Simply speaking, more followers result in less trust. An influencer with 1 million subscribers is trusted more than the one with 5 million followers, but loses to the one with 100,000 subscribers.
That’s why it isn’t easy to define how many followers make you a micro influencer and how many make you a macro influencer. A huge brand can regard a blogger with 100,000 followers as a ‘micro’ while a small business can regard the same blogger as a ‘macro’.
How to find micro influencers
Finding influencers isn’t that difficult. First of all, you can use hashtag search in the social network you’re interested in.
For example, try using your brand name to see if there are people already engaging with it. If the person has several thousand followers, that’s a good candidate. Furthermore, since the person knows the brand, it’ll be easier to start working with him or her.

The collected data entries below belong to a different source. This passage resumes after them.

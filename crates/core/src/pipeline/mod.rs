//! Pipeline module - executes conversion plans.
//!
//! The [`PipelineExecutor`] runs the steps of a [`Plan`](crate::pathfinder::Plan)
//! strictly in order, feeding each step's output into the next:
//! - Intermediate files get collision-free names in the temp directory and
//!   are deleted as soon as the following step has consumed them
//! - The final step writes a hidden staging file next to the destination,
//!   which is renamed into place only after the step succeeds
//! - Engine progress is rescaled into one non-decreasing fraction for the
//!   whole plan
//!
//! On failure or cancellation every file the plan created is removed and the
//! destination is left untouched.
//!
//! # Example
//!
//! ```ignore
//! use omniconvert_core::pipeline::{ExecutionRequest, PipelineConfig, PipelineExecutor};
//!
//! let executor = PipelineExecutor::new(PipelineConfig::default(), registry);
//! let plan = Pathfinder::new().find_path("mp4", "pdf")?;
//!
//! let request = ExecutionRequest {
//!     job_id: "job-1".to_string(),
//!     input_path: PathBuf::from("/videos/talk.mp4"),
//!     output_path: PathBuf::from("/exports/talk.pdf"),
//!     plan,
//! };
//!
//! let outcome = executor
//!     .execute(request, &CancellationToken::new(), |p| println!("{:.0}%", p.fraction * 100.0))
//!     .await?;
//! ```

mod config;
mod error;
mod executor;
mod types;

pub use config::PipelineConfig;
pub use error::ExecutionError;
pub use executor::PipelineExecutor;
pub use types::{
    ExecutionOutcome, ExecutionProgress, ExecutionReport, ExecutionRequest, StepReport,
};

Beside your brand name, try searching for related hashtags. For example, if you sell sports goods, you want to start working with micro influencers interested in sports in general or in particular disciplines such as soccer, baseball, fitness, skiing, etc.
In other words, your task here is to find someone with enough followers who works in a specific niche related to your business. However, although it is simple, manual search can take too long. That’s why one can also use influencer databases.

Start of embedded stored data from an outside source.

//! Subprocess helpers shared by the command line engines.

use std::ffi::OsString;
use std::path::Path;
use std::process::Stdio;
use tokio::process::Command;
use tokio::time::{timeout, Duration};
use tokio_util::sync::CancellationToken;
use tracing::debug;

use super::error::EngineError;

/// Maximum number of stderr bytes kept for error reports.
const STDERR_TAIL_BYTES: usize = 4096;

/// Maps a spawn error to `BinaryNotFound` when the program is missing.
pub(crate) fn spawn_error(program: &str, path: &Path, e: std::io::Error) -> EngineError {
    if e.kind() == std::io::ErrorKind::NotFound {
        EngineError::BinaryNotFound {
            program: program.to_string(),
            path: path.to_path_buf(),
        }
    } else {
        EngineError::Io(e)
    }
}

/// Keeps the end of a (possibly long) stderr dump.
pub(crate) fn stderr_tail(stderr: &str) -> Option<String> {
    let trimmed = stderr.trim();
    if trimmed.is_empty() {
        return None;
    }
    if trimmed.len() <= STDERR_TAIL_BYTES {
        return Some(trimmed.to_string());
    }
    let mut start = trimmed.len() - STDERR_TAIL_BYTES;
    while !trimmed.is_char_boundary(start) {
        start += 1;
    }
    Some(trimmed[start..].to_string())
}

/// Runs a tool to completion, killing it on cancellation or timeout.
///
/// A non-zero exit status becomes [`EngineError::ConversionFailed`].
pub(crate) async fn run_tool(
    program: &str,
    path: &Path,
    args: Vec<OsString>,
    timeout_secs: u64,
    cancel: &CancellationToken,
) -> Result<(), EngineError> {
    if cancel.is_cancelled() {
        return Err(EngineError::Cancelled);
    }

    debug!(program, ?args, "Spawning tool");

    let child = Command::new(path)
        .args(&args)
        .stdin(Stdio::null())
        .stdout(Stdio::piped())
        .stderr(Stdio::piped())
        .kill_on_drop(true)
        .spawn()
        .map_err(|e| spawn_error(program, path, e))?;

    // Dropping the wait future drops the child, which kills it.
    let result = tokio::select! {
        biased;
        _ = cancel.cancelled() => return Err(EngineError::Cancelled),
        result = timeout(Duration::from_secs(timeout_secs), child.wait_with_output()) => result,
    };

    let output = match result {
        Ok(Ok(output)) => output,
        Ok(Err(e)) => return Err(EngineError::Io(e)),
        Err(_) => return Err(EngineError::Timeout { timeout_secs }),
    };

    let stderr = String::from_utf8_lossy(&output.stderr);

    if !output.status.success() {
        return Err(EngineError::conversion_failed(
            format!("{} exited with code: {:?}", program, output.status.code()),
            stderr_tail(&stderr),
        ));
    }

    debug!(
        program,
        stdout_bytes = output.stdout.len(),
        stderr = stderr_tail(&stderr).as_deref().unwrap_or(""),
        "Tool finished"
    );
    Ok(())
}

/// Checks that a tool can be started at all.
pub(crate) async fn check_tool(
    program: &str,
    path: &Path,
    version_arg: &str,
) -> Result<(), EngineError> {
    Command::new(path)
        .arg(version_arg)
        .stdin(Stdio::null())
        .stdout(Stdio::null())
        .stderr(Stdio::null())
        .status()
        .await
        .map(|_| ())
        .map_err(|e| spawn_error(program, path, e))
}

/// Confirms the step produced a file and returns its size.
pub(crate) async fn output_size(path: &Path) -> Result<u64, EngineError> {
    tokio::fs::metadata(path)
        .await
        .map(|m| m.len())
        .map_err(|_| EngineError::OutputMissing {
            path: path.to_path_buf(),
        })
}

Some of them are free, some are not. Tinysponsor is just one example of a platform that focuses on micro influencers particularly. Most of such tools also allow you to start influencer campaigns. In this case, you simply pay the platform and tell them what kind of promotion you want, and the team will find and contact influencers.
Using platforms (paid or free) is a good choice when you want to save time because you can find dozens of influencers in one go. Otherwise, you’d have to negotiate with each potential influencer individually.
How much do micro influencers charge?
When you ask an influencer to place your post, it’s basically advertising. Consequently, few would want to do it for free. Of course, micro influencers charge less than huge account owners, however, defining a precise price isn’t easy as it depends on a number of factors such as:
- the number of subscribers
- whether the ad suits the influencer’s niche
- type of post
- whether the influencers have to place a ready post or make one themselves
- the number of posts you want to be placed
And of course, your own negotiation skills can change the price too.
As a rule, the more followers a person has, the more money he or she will ask, but the social network also matters.
These are the average prices influencers charge according to WebFX:
- Facebook: $25 / 1000 followers
- Instagram: $10 / 1000 followers
- Twitter: $2 / 1000 followers
- YouTube: $20 / 1000 followers
- Snapchat: $10 / 1000 followers
- Blogs: $60 / 1000 followers
Conclusion: micro vs. macro influencers
Strictly speaking, micro influencers offer more benefits for businesses than social media users with millions of subscribers.
They generate more engagement with followers and work in very narrow niches, which makes their content highly relevant. If somebody subscribed, it means this person is sincerely interested in the given content. On the contrary, a person may follow a celebrity’s account only because the influencer’s status. So, such people may show absolutely no interest to what looks like a paid advertising.
Moreover, followers see micro influencers as everyday people and, therefore, trust their opinion much more compared to celebrities. And although macro influencers have much greater reach, one can compensate it by partnering with several influencers.
Simply put, a micro influencer has a much smaller audience, but is more effective than a macro influencer. Plus, they are more affordable, which is even more important for small businesses such as dropshipping.